Семёныч назначил встречу в кабаке с оригинальным названием «Поручик Ржевский», что в десяти минутах от меня, если быстрым шагом. Подмигнув лошадиной морде на вывеске, я затопала вниз по лестнице в чертоги общепита. За дальним столиком углядела Семёныча. Рядом с ним сидел худенький паренёк – видно, тоже привык устраиваться лицом к двери.

– Танюха, красота ты моя! – галантно просипел Семёныч, выбрался из-за столика и полез обниматься.

Надо думать, смотрелись мы с ним фильдепёрсово: ребристая дылда и сущий Карлсон на вид. Правда, вид у Семёныча обманчивый. Он крышует нищих на Павелецком вокзале и в окрестностях. При знакомстве намеревался лично переломать мне кости, чтобы не совала длинный нос в нюансы чужого бизнеса. Однако же обошлось. Журналиста-стрингера кормит навык ладить с не слишком симпатичными людьми.
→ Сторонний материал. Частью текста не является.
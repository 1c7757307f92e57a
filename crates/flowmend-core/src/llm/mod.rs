//! Completion collaborator — the external text-generation service.
//!
//! The orchestrator and agents only see the `CompletionClient` trait: one
//! opaque `complete(prompt, temperature, max_tokens) -> String` operation.
//! The shipped `HttpCompletionClient` speaks either the Anthropic-compatible
//! Messages API or an OpenAI-compatible `chat/completions` API, selected by
//! the `adapter` string.

use std::time::Duration;

use async_trait::async_trait;

use crate::error::ServiceError;

/// Opaque text-completion operation. No streaming, no structured-output mode.
#[async_trait]
pub trait CompletionClient: Send + Sync {
    async fn complete(
        &self,
        prompt: &str,
        temperature: f32,
        max_tokens: u32,
    ) -> Result<String, ServiceError>;
}

/// Configuration for the HTTP completion client.
#[derive(Debug, Clone)]
pub struct CompletionConfig {
    /// Adapter type: "anthropic" or "openai"
    pub adapter: String,
    /// API base URL
    pub base_url: String,
    /// API key / auth token
    pub api_key: String,
    /// Model ID
    pub model: String,
    /// Wall-clock deadline for one completion call
    pub timeout_secs: u64,
}

impl Default for CompletionConfig {
    fn default() -> Self {
        Self {
            adapter: "anthropic".to_string(),
            base_url: "https://api.anthropic.com".to_string(),
            api_key: String::new(),
            model: "claude-sonnet-4-20250514".to_string(),
            timeout_secs: 120,
        }
    }
}

impl CompletionConfig {
    /// Build a config from environment variables, falling back to defaults.
    ///
    /// Reads `FLOWMEND_LLM_ADAPTER`, `FLOWMEND_LLM_BASE_URL`,
    /// `FLOWMEND_LLM_API_KEY` (then `ANTHROPIC_AUTH_TOKEN` /
    /// `ANTHROPIC_API_KEY`), `FLOWMEND_LLM_MODEL`, `FLOWMEND_LLM_TIMEOUT_SECS`.
    pub fn from_env() -> Self {
        let defaults = Self::default();
        Self {
            adapter: std::env::var("FLOWMEND_LLM_ADAPTER").unwrap_or(defaults.adapter),
            base_url: std::env::var("FLOWMEND_LLM_BASE_URL").unwrap_or(defaults.base_url),
            api_key: std::env::var("FLOWMEND_LLM_API_KEY")
                .or_else(|_| std::env::var("ANTHROPIC_AUTH_TOKEN"))
                .or_else(|_| std::env::var("ANTHROPIC_API_KEY"))
                .unwrap_or_default(),
            model: std::env::var("FLOWMEND_LLM_MODEL").unwrap_or(defaults.model),
            timeout_secs: std::env::var("FLOWMEND_LLM_TIMEOUT_SECS")
                .ok()
                .and_then(|v| v.parse().ok())
                .unwrap_or(defaults.timeout_secs),
        }
    }
}

/// Calls the completion service over HTTP.
pub struct HttpCompletionClient {
    client: reqwest::Client,
    config: CompletionConfig,
}

impl HttpCompletionClient {
    pub fn new(config: CompletionConfig) -> Self {
        let client = reqwest::Client::builder()
            .timeout(Duration::from_secs(config.timeout_secs))
            .build()
            .unwrap_or_else(|_| reqwest::Client::new());
        Self { client, config }
    }

    /// POST {base_url}/v1/messages (Anthropic-compatible Messages API).
    async fn complete_anthropic(
        &self,
        prompt: &str,
        temperature: f32,
        max_tokens: u32,
    ) -> Result<String, ServiceError> {
        let url = format!("{}/v1/messages", self.config.base_url.trim_end_matches('/'));

        let body = serde_json::json!({
            "model": self.config.model,
            "max_tokens": max_tokens,
            "temperature": temperature,
            "messages": [
                { "role": "user", "content": prompt }
            ]
        });

        tracing::debug!(
            "[Completion] POST {} (model: {}, max_tokens: {})",
            url,
            self.config.model,
            max_tokens
        );

        let response = self
            .client
            .post(&url)
            .header("x-api-key", &self.config.api_key)
            .header("anthropic-version", "2023-06-01")
            .header("content-type", "application/json")
            .json(&body)
            .send()
            .await
            .map_err(map_transport_err)?;

        let status = response.status();
        let response_text = response
            .text()
            .await
            .map_err(|e| ServiceError::Upstream(format!("Failed to read response body: {}", e)))?;

        if !status.is_success() {
            return Err(ServiceError::Upstream(format!(
                "Completion API returned {}: {}",
                status, response_text
            )));
        }

        let json: serde_json::Value = serde_json::from_str(&response_text)
            .map_err(|e| ServiceError::Upstream(format!("Malformed completion response: {}", e)))?;

        let content = json
            .get("content")
            .and_then(|c| c.as_array())
            .map(|arr| {
                arr.iter()
                    .filter_map(|block| {
                        if block.get("type").and_then(|t| t.as_str()) == Some("text") {
                            block.get("text").and_then(|t| t.as_str())
                        } else {
                            None
                        }
                    })
                    .collect::<Vec<_>>()
                    .join("\n")
            })
            .unwrap_or_default();

        Ok(content)
    }

    /// POST {base_url}/chat/completions (OpenAI-compatible API).
    async fn complete_openai(
        &self,
        prompt: &str,
        temperature: f32,
        max_tokens: u32,
    ) -> Result<String, ServiceError> {
        let url = format!(
            "{}/chat/completions",
            self.config.base_url.trim_end_matches('/')
        );

        let body = serde_json::json!({
            "model": self.config.model,
            "max_tokens": max_tokens,
            "temperature": temperature,
            "messages": [
                { "role": "user", "content": prompt }
            ]
        });

        tracing::debug!(
            "[Completion] POST {} (model: {}, max_tokens: {})",
            url,
            self.config.model,
            max_tokens
        );

        let response = self
            .client
            .post(&url)
            .header("Authorization", format!("Bearer {}", self.config.api_key))
            .header("content-type", "application/json")
            .json(&body)
            .send()
            .await
            .map_err(map_transport_err)?;

        let status = response.status();
        let response_text = response
            .text()
            .await
            .map_err(|e| ServiceError::Upstream(format!("Failed to read response body: {}", e)))?;

        if !status.is_success() {
            return Err(ServiceError::Upstream(format!(
                "Completion API returned {}: {}",
                status, response_text
            )));
        }

        let json: serde_json::Value = serde_json::from_str(&response_text)
            .map_err(|e| ServiceError::Upstream(format!("Malformed completion response: {}", e)))?;

        let content = json
            .get("choices")
            .and_then(|c| c.as_array())
            .and_then(|arr| arr.first())
            .and_then(|choice| choice.get("message"))
            .and_then(|msg| msg.get("content"))
            .and_then(|c| c.as_str())
            .unwrap_or("")
            .to_string();

        Ok(content)
    }
}

#[async_trait]
impl CompletionClient for HttpCompletionClient {
    async fn complete(
        &self,
        prompt: &str,
        temperature: f32,
        max_tokens: u32,
    ) -> Result<String, ServiceError> {
        match self.config.adapter.as_str() {
            "openai" | "openai-compatible" => {
                self.complete_openai(prompt, temperature, max_tokens).await
            }
            // Anthropic-compatible is the default adapter.
            _ => {
                self.complete_anthropic(prompt, temperature, max_tokens)
                    .await
            }
        }
    }
}

/// Timeouts are recoverable at the agent layer (treated like a parse
/// failure); every other transport error surfaces as `Upstream`.
fn map_transport_err(e: reqwest::Error) -> ServiceError {
    if e.is_timeout() {
        ServiceError::Timeout(format!("Completion call timed out: {}", e))
    } else {
        ServiceError::Upstream(format!("HTTP request failed: {}", e))
    }
}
И успех напрямую зависит от умения с ними обойтись.

Семёныча я провела на закрытые собачьи бои, он в ответ рассказал на целый репортаж и по сей день «помогал свободной прессе» – то делился жареной новостью, то сводил с кем-нибудь нужным. Видимо, сделал тогда удачную ставку – на собачек с мелкими суммами не ходили.

Я уселась напротив приведённого Семёнычем паренька и закинула ногу на ногу.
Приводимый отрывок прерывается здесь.